Le CDI intérimaire : 4 ans après, où en sommes-nous ?

Le 6 mars 2014 était mis en place le CDI intérimaire en application de l’accord sur la sécurisation des parcours professionnels des intérimaires conclu le 10 juillet 2013 et intégré dans la loi « Rebsamen » du 17 août 2015 sur le dialogue social. Par définition, avec ce statut, les salariés intérimaires deviennent des employés à part entière des entreprises de travail temporaire (ETT) et bénéficient d’une garantie minimale mensuelle de rémunération versée par l’ETT pendant les périodes d’intermissions. Le gouvernement prévoyait que d’ici fin 2017, 20 000 CDI intérimaires seraient signés. 4 ans après, où en sommes-nous ?

 

D’après les chiffres de Prism’emploi, le CDI intérimaire connaît un fort développement. Avec en 2017, 13170 CDI intérimaires signés, correspondant à la signature de 1 000 nouveaux contrats chaque mois, ce sont ainsi 26 398 CDII qui ont été signés depuis la création de ce statut.

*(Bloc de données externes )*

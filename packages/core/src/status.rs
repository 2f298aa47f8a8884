//! Mount-state classification from `diskutil info` reports.
//!
//! The detail report is free-form `Key:   Value` text:
//!
//! ```text
//!    Device Identifier:         disk0s1
//!    Device Node:               /dev/disk0s1
//!    Whole:                     No
//!    Mounted:                   Yes
//!    Mount Point:               /System/Volumes/ESP
//! ```
//!
//! Classification is a pure function of the record name and the report text;
//! every code path yields an explicit terminal state.

use std::fmt;
use std::path::PathBuf;

use lazy_regex::regex_captures;
use serde::{Serialize, Serializer};

/// Sentinel embedded in `details` when the detail fetch misses its deadline.
pub const TIMEOUT_SENTINEL: &str = "ERROR: Initialization Timed Out";

/// Renders the timeout sentinel for one identifier.
pub fn timeout_details(identifier: &str) -> String {
    format!("{TIMEOUT_SENTINEL} ({identifier})")
}

/// Mount status of a disk record.
///
/// `Initializing` is the only non-terminal state; a record leaves it exactly
/// once, when its detail fetch settles. Every other state is terminal for
/// the record instance and only a full re-scan produces a new one.
#[derive(Debug, Clone, Copy, PartialEq, Eq)]
pub enum MountStatus {
    /// Detail fetch has not settled yet.
    Initializing,
    /// Volume is mounted.
    Mounted,
    /// Volume is present but not mounted.
    Unmounted,
    /// The report carries a `Mounted:` value that is neither Yes nor No.
    Unmountable,
    /// The record is an entire physical disk, not a partition.
    Whole,
    /// The record is an APFS container; containers cannot be mounted.
    Container,
    /// The report has no `Mounted:` field at all.
    Inaccessible,
    /// The detail fetch missed its deadline.
    TimedOut,
    /// The detail fetch failed outright.
    ClassificationFailed,
}

impl MountStatus {
    /// The fixed user-facing tag for this status.
    pub fn label(&self) -> &'static str {
        match self {
            MountStatus::Initializing => "Initializing...",
            MountStatus::Mounted => "Mounted",
            MountStatus::Unmounted => "Unmounted",
            MountStatus::Unmountable => "Unmountable",
            MountStatus::Whole => "Whole",
            MountStatus::Container => "Container",
            MountStatus::Inaccessible => "Inaccessible",
            MountStatus::TimedOut => "Timed Out",
            MountStatus::ClassificationFailed => "Classification Failed",
        }
    }
}

impl fmt::Display for MountStatus {
    fn fmt(&self, f: &mut fmt::Formatter<'_>) -> fmt::Result {
        f.write_str(self.label())
    }
}

impl Serialize for MountStatus {
    fn serialize<S: Serializer>(&self, serializer: S) -> Result<S::Ok, S::Error> {
        serializer.serialize_str(self.label())
    }
}

/// Outcome of classifying one detail report.
#[derive(Debug, Clone, PartialEq, Eq)]
pub struct Classification {
    pub status: MountStatus,
    /// True when the record represents an entire physical disk.
    pub is_whole: bool,
    /// Filesystem path the volume is mounted at, when reported.
    pub mount_point: Option<PathBuf>,
}

impl Classification {
    pub(crate) fn failed() -> Self {
        Self {
            status: MountStatus::ClassificationFailed,
            is_whole: false,
            mount_point: None,
        }
    }

    pub(crate) fn timed_out() -> Self {
        Self {
            status: MountStatus::TimedOut,
            is_whole: false,
            mount_point: None,
        }
    }
}

/// Classifies a detail report, in priority order:
///
/// 1. report embeds the timeout sentinel;
/// 2. `Whole: Yes` marks an entire physical disk;
/// 3. a report with no `Mounted:` field is inaccessible;
/// 4. a record named like a container cannot be mounted;
/// 5. otherwise the `Mounted:` value decides.
pub fn classify(name: &str, details: &str) -> Classification {
    let mount_point = detail_field(details, "Mount Point").map(PathBuf::from);

    if details.contains(TIMEOUT_SENTINEL) {
        return Classification {
            mount_point,
            ..Classification::timed_out()
        };
    }

    if detail_field(details, "Whole") == Some("Yes") {
        return Classification {
            status: MountStatus::Whole,
            is_whole: true,
            mount_point,
        };
    }

    let Some(mounted) = detail_field(details, "Mounted") else {
        return Classification {
            status: MountStatus::Inaccessible,
            is_whole: false,
            mount_point,
        };
    };

    let status = if name.contains("Container") {
        MountStatus::Container
    } else {
        match mounted {
            "Yes" => MountStatus::Mounted,
            "No" => MountStatus::Unmounted,
            _ => MountStatus::Unmountable,
        }
    };

    Classification {
        status,
        is_whole: false,
        mount_point,
    }
}

/// Extracts the value of one `Key:   Value` line from a detail report.
pub fn detail_field<'a>(details: &'a str, key: &str) -> Option<&'a str> {
    details.lines().find_map(|line| {
        let (_, found, value) = regex_captures!(r"^\s*([^:]+?):\s+(.+?)\s*$", line)?;
        (found == key).then_some(value)
    })
}
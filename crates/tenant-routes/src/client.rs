//! Kubernetes client for APIRule resources
//!
//! Provides the create/read/delete operations the synchronizer needs, with
//! every call bounded by the configured timeout.

use std::future::Future;
use std::sync::Arc;
use std::time::Duration;

use async_trait::async_trait;
use kube::api::{DeleteParams, ListParams, PostParams};
use kube::{Api, Client};
use thiserror::Error;
use tracing::{debug, instrument};

use crate::apirule::APIRule;

/// Trait for APIRule operations
///
/// This trait allows for mocking in tests while keeping the concrete
/// implementation for production use.
#[cfg_attr(test, mockall::automock)]
#[async_trait]
pub trait RouteClientTrait: Send + Sync {
    /// Fetch an APIRule by name
    async fn get_api_rule(&self, name: &str) -> Result<APIRule, ClientError>;

    /// Create an APIRule
    async fn create_api_rule(&self, rule: &APIRule) -> Result<APIRule, ClientError>;

    /// Delete an APIRule by name
    async fn delete_api_rule(&self, name: &str) -> Result<(), ClientError>;

    /// Check that the APIRule API is reachable
    ///
    /// Returns `Ok(true)` if the API answered, `Err` on transport/API failures.
    async fn check_readiness(&self) -> Result<bool, ClientError>;
}

#[derive(Debug, Error)]
pub enum ClientError {
    #[error("APIRule {0} not found")]
    NotFound(String),
    #[error("APIRule {0} already exists")]
    Conflict(String),
    #[error("Kubernetes API call timed out after {0:?}")]
    Timeout(Duration),
    #[error("Kubernetes API error: {0}")]
    Kube(#[from] kube::Error),
}

impl ClientError {
    /// Whether the failure may go away on its own (network, throttling, server-side errors).
    pub fn is_transient(&self) -> bool {
        match self {
            ClientError::NotFound(_) | ClientError::Conflict(_) => false,
            ClientError::Timeout(_) => true,
            ClientError::Kube(kube::Error::Api(ae)) => ae.code == 429 || ae.code >= 500,
            ClientError::Kube(_) => true,
        }
    }

    /// Map a kube error for a named APIRule, lifting 404 and 409.
    fn from_kube(name: &str, err: kube::Error) -> Self {
        match err {
            kube::Error::Api(ae) if ae.code == 404 => ClientError::NotFound(name.to_string()),
            kube::Error::Api(ae) if ae.code == 409 => ClientError::Conflict(name.to_string()),
            other => ClientError::Kube(other),
        }
    }
}

/// APIRule client backed by the Kubernetes API
pub struct KubeRouteClient {
    api: Api<APIRule>,
    timeout: Duration,
}

impl KubeRouteClient {
    /// Create a client for APIRules in `namespace`.
    pub fn new(client: Client, namespace: &str, timeout: Duration) -> Self {
        Self {
            api: Api::namespaced(client, namespace),
            timeout,
        }
    }

    async fn bounded<T, F>(&self, name: &str, fut: F) -> Result<T, ClientError>
    where
        F: Future<Output = Result<T, kube::Error>>,
    {
        match tokio::time::timeout(self.timeout, fut).await {
            Ok(result) => result.map_err(|e| ClientError::from_kube(name, e)),
            Err(_) => Err(ClientError::Timeout(self.timeout)),
        }
    }
}

#[async_trait]
impl RouteClientTrait for KubeRouteClient {
    #[instrument(skip(self))]
    async fn get_api_rule(&self, name: &str) -> Result<APIRule, ClientError> {
        let rule = self.bounded(name, self.api.get(name)).await?;
        debug!(name = %name, "Found APIRule");
        Ok(rule)
    }

    #[instrument(skip(self, rule), fields(name = rule.metadata.name.as_deref().unwrap_or("unknown")))]
    async fn create_api_rule(&self, rule: &APIRule) -> Result<APIRule, ClientError> {
        let name = rule.metadata.name.as_deref().unwrap_or("unknown");
        let created = self
            .bounded(name, self.api.create(&PostParams::default(), rule))
            .await?;
        debug!(name = %name, "Created APIRule");
        Ok(created)
    }

    #[instrument(skip(self))]
    async fn delete_api_rule(&self, name: &str) -> Result<(), ClientError> {
        self.bounded(name, self.api.delete(name, &DeleteParams::default()))
            .await?;
        debug!(name = %name, "Deleted APIRule");
        Ok(())
    }

    #[instrument(skip(self))]
    async fn check_readiness(&self) -> Result<bool, ClientError> {
        self.bounded("*", self.api.list(&ListParams::default().limit(1)))
            .await?;
        Ok(true)
    }
}

/// Implement trait for Arc-wrapped clients to support shared ownership
#[async_trait]
impl<T: RouteClientTrait + ?Sized> RouteClientTrait for Arc<T> {
    async fn get_api_rule(&self, name: &str) -> Result<APIRule, ClientError> {
        (**self).get_api_rule(name).await
    }

    async fn create_api_rule(&self, rule: &APIRule) -> Result<APIRule, ClientError> {
        (**self).create_api_rule(rule).await
    }

    async fn delete_api_rule(&self, name: &str) -> Result<(), ClientError> {
        (**self).delete_api_rule(name).await
    }

    async fn check_readiness(&self) -> Result<bool, ClientError> {
        (**self).check_readiness().await
    }
}
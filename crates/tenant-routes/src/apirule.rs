//! Kyma APIRule resource and the per-tenant template
//!
//! `gateway.kyma-project.io/v1beta1` APIRules expose a Service host through
//! the cluster gateway. One APIRule is managed per tenant.

use std::collections::BTreeMap;

use kube::api::ObjectMeta;
use kube::CustomResource;
use schemars::JsonSchema;
use serde::{Deserialize, Serialize};

use crate::config::TenantRoutesConfig;
use crate::tenant::TenantHost;

/// HTTP methods every tenant rule allows.
pub const ALLOWED_METHODS: [&str; 6] = ["GET", "POST", "PUT", "PATCH", "DELETE", "HEAD"];

/// Path pattern every tenant rule matches.
pub const RULE_PATH: &str = "/.*";

/// Access strategy handler that lets all requests through.
pub const ALLOW_HANDLER: &str = "allow";

/// Labels and annotations stamped on managed APIRules
pub mod labels {
    pub const MANAGED_BY: &str = "app.kubernetes.io/managed-by";
    pub const MANAGED_BY_VALUE: &str = "tenant-routes";
    pub const SUBDOMAIN: &str = "tenant-routes.io/subdomain";
    pub const ACCESS_URL: &str = "tenant-routes.io/access-url";
}

/// Service the APIRule routes to
#[derive(Clone, Debug, PartialEq, Eq, Serialize, Deserialize, JsonSchema)]
pub struct RuleService {
    pub name: String,
    pub port: u16,
}

/// Access strategy applied to a rule
#[derive(Clone, Debug, PartialEq, Eq, Serialize, Deserialize, JsonSchema)]
pub struct AccessStrategy {
    /// Handler name (e.g., "allow", "jwt")
    pub handler: String,
}

/// Path rule
#[derive(Clone, Debug, PartialEq, Eq, Serialize, Deserialize, JsonSchema)]
#[serde(rename_all = "camelCase")]
pub struct Rule {
    pub path: String,
    pub methods: Vec<String>,
    pub access_strategies: Vec<AccessStrategy>,
}

/// APIRule spec
#[derive(CustomResource, Clone, Debug, PartialEq, Serialize, Deserialize, JsonSchema)]
#[kube(
    group = "gateway.kyma-project.io",
    version = "v1beta1",
    kind = "APIRule",
    plural = "apirules",
    namespaced,
    derive = "PartialEq"
)]
#[serde(rename_all = "camelCase")]
pub struct APIRuleSpec {
    /// Gateway reference (`<namespace>/<name>`)
    pub gateway: String,
    /// Exposed host
    pub host: String,
    /// Target Service
    pub service: RuleService,
    /// Access rules
    pub rules: Vec<Rule>,
}

/// Fixed routing coordinates shared by every tenant's APIRule.
#[derive(Clone, Debug)]
pub struct RouteTemplate {
    pub service_name: String,
    pub service_port: u16,
    pub gateway: String,
    pub namespace: String,
    pub cluster_domain: String,
}

impl RouteTemplate {
    pub fn from_config(config: &TenantRoutesConfig) -> Self {
        Self {
            service_name: config.service_name.clone(),
            service_port: config.service_port,
            gateway: config.gateway.clone(),
            namespace: config.namespace.clone(),
            cluster_domain: config.cluster_domain.clone(),
        }
    }

    /// Build the complete APIRule for a tenant host.
    pub fn build(&self, host: &TenantHost) -> APIRule {
        let mut label_map = BTreeMap::new();
        label_map.insert(
            labels::MANAGED_BY.to_string(),
            labels::MANAGED_BY_VALUE.to_string(),
        );
        label_map.insert(labels::SUBDOMAIN.to_string(), host.subdomain().to_string());

        let mut annotations = BTreeMap::new();
        annotations.insert(
            labels::ACCESS_URL.to_string(),
            host.access_url(&self.cluster_domain),
        );

        APIRule {
            metadata: ObjectMeta {
                name: Some(host.resource_name()),
                namespace: Some(self.namespace.clone()),
                labels: Some(label_map),
                annotations: Some(annotations),
                ..Default::default()
            },
            spec: APIRuleSpec {
                gateway: self.gateway.clone(),
                host: host.as_str().to_string(),
                service: RuleService {
                    name: self.service_name.clone(),
                    port: self.service_port,
                },
                rules: vec![Rule {
                    path: RULE_PATH.to_string(),
                    methods: ALLOWED_METHODS.iter().map(|m| m.to_string()).collect(),
                    access_strategies: vec![AccessStrategy {
                        handler: ALLOW_HANDLER.to_string(),
                    }],
                }],
            },
        }
    }
}
//! Test utilities for tenant-routes tests.
//!
//! Provides an in-memory APIRule store with Kubernetes create/delete semantics
//! (409 on duplicate create, 404 on missing get/delete).

use std::collections::BTreeMap;
use std::sync::atomic::{AtomicUsize, Ordering};
use std::sync::{Arc, Mutex};

use async_trait::async_trait;
use tokio::sync::Barrier;

use crate::apirule::APIRule;
use crate::client::{ClientError, RouteClientTrait};
use crate::config::TenantRoutesConfig;

/// Creates a default test configuration.
pub fn create_test_config() -> TenantRoutesConfig {
    TenantRoutesConfig::new("c-1a2b.kyma.ondemand.com", "saas")
}

#[derive(Default)]
pub struct InMemoryRouteClient {
    rules: Mutex<BTreeMap<String, APIRule>>,
    create_calls: AtomicUsize,
    delete_calls: AtomicUsize,
    lookup_barrier: Option<Arc<Barrier>>,
}

impl InMemoryRouteClient {
    pub fn new() -> Self {
        Self::default()
    }

    /// Every lookup waits until `parties` lookups are in flight.
    pub fn with_lookup_barrier(parties: usize) -> Self {
        Self {
            lookup_barrier: Some(Arc::new(Barrier::new(parties))),
            ..Self::default()
        }
    }

    /// Names of stored APIRules, sorted.
    pub fn names(&self) -> Vec<String> {
        self.rules.lock().unwrap().keys().cloned().collect()
    }

    pub fn stored(&self, name: &str) -> Option<APIRule> {
        self.rules.lock().unwrap().get(name).cloned()
    }

    pub fn create_calls(&self) -> usize {
        self.create_calls.load(Ordering::SeqCst)
    }

    pub fn delete_calls(&self) -> usize {
        self.delete_calls.load(Ordering::SeqCst)
    }
}

#[async_trait]
impl RouteClientTrait for InMemoryRouteClient {
    async fn get_api_rule(&self, name: &str) -> Result<APIRule, ClientError> {
        let found = self.rules.lock().unwrap().get(name).cloned();
        if let Some(barrier) = &self.lookup_barrier {
            barrier.wait().await;
        }
        found.ok_or_else(|| ClientError::NotFound(name.to_string()))
    }

    async fn create_api_rule(&self, rule: &APIRule) -> Result<APIRule, ClientError> {
        self.create_calls.fetch_add(1, Ordering::SeqCst);
        let name = rule.metadata.name.clone().unwrap_or_default();
        let mut rules = self.rules.lock().unwrap();
        if rules.contains_key(&name) {
            return Err(ClientError::Conflict(name));
        }
        rules.insert(name, rule.clone());
        Ok(rule.clone())
    }

    async fn delete_api_rule(&self, name: &str) -> Result<(), ClientError> {
        self.delete_calls.fetch_add(1, Ordering::SeqCst);
        self.rules
            .lock()
            .unwrap()
            .remove(name)
            .map(|_| ())
            .ok_or_else(|| ClientError::NotFound(name.to_string()))
    }

    async fn check_readiness(&self) -> Result<bool, ClientError> {
        Ok(true)
    }
}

Une importante ETT de renommée mondiale affirme avoir mis en place son 10 000e CDII en avril 2018 et a formé plus de 1600 CDII en 2017. Et une seconde, Adecco, dit avoir signé pas moins de 16200 CDII en 4 ans alors qu’elle n’en prévoyait que 6000 voilà tout juste 2 ans.

 

Ce contrat de travail est gagnant-gagnant pour le salarié et l’ETT. Les intérimaires bénéficient d’un cadre contractuel fixe permettant de réduire leur situation de précarité et d’assurer leur employabilité grâce aux formations qui leur sont dispensées. Quant aux ETT, le dispositif leur permet de continuer à offrir à leurs clients la flexibilité attendue tout répondant à leurs besoins actuels et futurs en termes de compétences. Pour illustrer cet engagement, Adecco a créé 25 Pôles de Compétences Partagées sur l’ensemble du territoire. Ils réunissent chacun 5 à 6 entreprises d’un même secteur d’activité pour lesquelles le Groupe Adecco, dans le cadre d’un partenariat, met à disposition 50 à 100 collaborateurs embauchés en CDII.

 

Le CDII est également un levier qui permet aux ETT d’accroître leur capacité de recrutement et de fidélisation des profils recherchés ou en pénurie. En effet, en termes de sourcing, enjeu majeur des ETT, le dispositif attire de nouveaux candidats. Les profils embauchés dans ce cadre interviennent majoritairement dans les domaines de la logistique et de l’industrie. Le tertiaire est également une cible de développement notamment dans l’assurance, la banque et l’informatique. Il est à noter que le dispositif intéresse les plus jeunes. En effet, la moyenne d’âge est de 34 ans plus basse que la moyenne d’âge des intérimaires classiques.

 

Si chaque agence d’intérim recrute 10 CDII, cela ferait 60 000 CDII sur toute la France, une ambition atteignable à condition de lever quelques freins. En effet, un intérimaire ne peut pas remplacer durablement un salarié en raison du délai de carence imposé en fin de mission et de la durée maximale des contrats. Aujourd’hui, par exemple, un collaborateur qui a travaillé quelques semaines en surcroit d’activité chez un client ne peut être renouvelé qu’une fois. De plus, il faut attendre le délai de carence avant de pouvoir le déléguer à nouveau. Par ailleurs, les ETT sont soumises aux dispositions légales sur le travail ; la rupture d’un contrat de travail en CDII est le même que pour un CDI classique. Pas sûr que cela facilite le développement du dispositif.

 

En outre, pour certains intérimaires, les plus compétents qui retrouvent aisément des missions avec régularité, la solution ne semble pas avantageuse que ce soit en termes de liberté de choix comme en termes de revenus. Un intérimaire en CDI perd sa prime de précarité ainsi que son indemnité de congés. Soit, au total, 21 % de sa paie à la fin d’un contrat.  Et s’il se retrouve sans mission, il ne sera rémunéré que sur la base du Smic, alors que d’éventuelles indemnités de chômage pourraient être supérieures.